O engenheiro explica que na maca está acoplada uma câmara, que permite controlar os movimentos do paciente. Quando um membro é colocado involuntariamente para fora do perímetro da câmara, os movimentos da maca são abortados automaticamente, evitando-se acidentes. Um software realiza o controle das fases do movimento da maca, que pode ser programada e adaptada às necessidades de cada paciente. Os programas que atendem às necessidades específicas deverão ser os mais corriqueiros, permitindo que o próprio enfermeiro altere os comandos, via rede, da própria enfermaria. Além disso, estão previstos controles na própria maca, que poderão ser acionados pelo paciente para atender a suas necessidadesimediatas.

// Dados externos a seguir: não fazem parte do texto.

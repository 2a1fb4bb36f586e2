//! Error types for the node registry.

use thiserror::Error;

pub type RegistryResult<T> = Result<T, RegistryError>;

#[derive(Debug, Clone, PartialEq, Eq, Error)]
pub enum RegistryError {
    #[error("failed to connect to peer {peer} at {uri}: {reason}")]
    Connection {
        peer: String,
        uri: String,
        reason: String,
    },
}
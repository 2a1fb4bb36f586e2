//! Hex transport encoding for command payloads and model uploads.

use thiserror::Error;

#[derive(Debug, Error)]
#[error("malformed hex payload: {0}")]
pub struct TransportError(String);

/// Decode transport text into raw bytes.
///
/// Surrounding whitespace and an optional `0x` prefix are ignored.
pub fn decode(text: &str) -> Result<Vec<u8>, TransportError> {
    let trimmed = text.trim();
    let digits = trimmed
        .strip_prefix("0x")
        .or_else(|| trimmed.strip_prefix("0X"))
        .unwrap_or(trimmed);
    hex::decode(digits).map_err(|e| TransportError(e.to_string()))
}

/// Encode raw bytes as lowercase hex transport text.
pub fn encode(bytes: &[u8]) -> String {
    hex::encode(bytes)
}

Segundo Dagoberto Gregório, embora não seja do âmbito da dissertação, o projeto encontra-se realizado em cerca de 80% e aguarda uma empresa interessada em implementá-lo. Unicamp e Senai estão em vias de patenteá-lo. O engenheiro lembra que sua pesquisa inspirou outro projeto, um dispositivo mecânico simples que permite transferir o paciente de uma maca para outra por arraste do lençol, também de extrema utilidade no cuidado com o obeso, que normalmente requer a assistência de várias pessoas. “As tecnologias de automação devem se voltar para as melhorias sociais, atender às necessidades de baixo custo e alta eficiência, contribuindo para a qualidade de vida tanto das pessoas sadias como daquelas que necessitam de maior atenção”, conclui Gregório.
Sinais mioelétricos movem prótese de mão
Outro desafio enfrentado pelos alunos de pós-graduação do professor Helder Aníbal Hermini é o desenvolvimento de uma prótese mioelétrica que substitui a mão amputada. A prótese é composta por sensores colocados nas superfícies interna e externa do braço, junto aos músculos responsáveis pela transmissão dos sinais emitidos pelo cérebro e que controlam o fechamento e abertura da mão. Sinais mioelétricos são enviados para um circuito elétrico, que os amplifica, filtra e os transfere a um micro-controlador. Assim se reproduzem os movimentos de abertura e fechamento da mão humana.
Este trabalho originou a dissertação de mestrado do engenheiro elétrico Marcos José Sanvidotti, professor do Senai de São Caetano do Sul, e se encontra em fase de construção de protótipo. O pesquisador explica que sensores de pressão permitirão controlar a pressão exercida pelos dedos da mão, possibilitando desde o delicado manuseio de um ovo até o vigor exigido na troca de um pneu. Sensores térmicos também garantem tanto a proteção do usuário como a integridade da prótese no contato com objetos aquecidos.
“Todos esses recursos podem ser implementados no mesmo micro-controlador, levando a uma redução de circuitos e de custos”, assegura Marcos Sanvidotti. Segundo ele, uma prótese mioelétrica importada não custaria menos de R$ 20 mil. Já o produto desenvolvido na Unicamp poderia ser comercializado por 20% a 30% deste valor, redução profundamente significativa e que tornaria esse tipo de prótese muito mais acessível ao universo de usuários.